Он ни разу не захотел встретиться с Леночкой, говорил однообразно и лаконично, но и это было хорошо.
Сегодня от него еще не было никаких сообщений, и Леночка очень волновалась.
Звонок раздался поздно вечером.
— Добрый день, Елена Викторовна, как самочувствие? Может быть, повидаемся? У меня для вас письмо…
Как обрадовалась Леночка!
Она стала поспешно собираться. Потом, вспомнив наставление Пронина, нашла в сумочке записку с телефонным номером Ткачева и позвонила к нему.
— Григорий Кузьмич? Это Ковригина. Лена Ковригина. Помните? Только что звонил Василий Петрович, привез от мамы письмо. Просит прийти в кафе “Националь”…

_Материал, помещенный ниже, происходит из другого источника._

//! Error types for the Notification actor.

use thiserror::Error;

#[derive(Debug, Clone, Error, PartialEq)]
pub enum NotificationError {
    #[error("Unexpected notification result: {0}")]
    UnexpectedResult(String),

    /// An error occurred while communicating with the actor system.
    #[error("Actor communication error: {0}")]
    ActorCommunicationError(String),
}

impl From<String> for NotificationError {
    fn from(msg: String) -> Self {
        NotificationError::ActorCommunicationError(msg)
    }
}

— Очень хорошо, Елена Викторовна, — ответил ей Ткачев. — Поезжайте. Только, пожалуйста, ничего не говорите Королеву…
Леночка быстро провела гребнем по своим коротко остриженным волосам, тронула помадой губы.

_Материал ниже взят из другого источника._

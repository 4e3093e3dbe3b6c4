//! Custom actions for the Cart actor.
//!
//! Every cart operation is an action on the single cart entity, so each one
//! runs to completion before the next is looked at.

use crate::model::{CheckoutSnapshot, NewCartItem};

#[derive(Debug, Clone)]
pub enum CartAction {
    /// Adds one unit, creating the line if needed.
    AddItem(NewCartItem),
    /// Drops a line entirely.
    RemoveItem(String),
    /// Sets a line's quantity (clamped to at least 1).
    UpdateQuantity { id: String, quantity: u32 },
    Clear,
    /// Takes the checkout guard and captures the lines.
    ///
    /// # Errors
    /// Fails if the cart is empty or a checkout is already running.
    BeginCheckout,
    /// Clears the cart and releases the guard.
    CompleteCheckout,
    /// Releases the guard, keeping the lines.
    AbortCheckout,
}

/// Results from CartActions - variants match 1:1 with CartAction
#[derive(Debug, Clone)]
pub enum CartActionResult {
    /// Quantity of the line after the add.
    AddItem(u32),
    /// Whether a line was removed.
    RemoveItem(bool),
    /// Whether the line existed.
    UpdateQuantity(bool),
    /// Lines removed.
    Clear(usize),
    BeginCheckout(CheckoutSnapshot),
    /// Lines removed.
    CompleteCheckout(usize),
    AbortCheckout,
}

— Куда? — нервно спросил Павлик.
— В кафе. Я ненадолго.
— Для чего?
— Нужно, Павлик, нужно.
Павлик насупился.
— К этому… Ну, словом… К этому?
— Да, к этому, — подтвердила Леночка.
— Вольному воля, конечно… — Павлик вдруг вспылил. — Я бы на твоем месте не пошел!
— Почему?
— У тебя несчастье, а ты бегаешь по кафе. Хотя бы из уважения к памяти матери повременила…
Что ж, он был бы прав, если бы с Марией Сергеевной действительно случилось несчастье… А Павлик даже побледнел от волнения.
— Мне это просто непонятно. Ты какая-то бесчувственная. Такое горе… Я до сих пор не могу прийти в себя, а ты бежишь в кафе на свидание с каким-то там… Красишь губы! Прихорашиваешься! Извини, но я начинаю терять к тебе уважение! Иди, иди. Я тоже уйду. Мне здесь нечего делать…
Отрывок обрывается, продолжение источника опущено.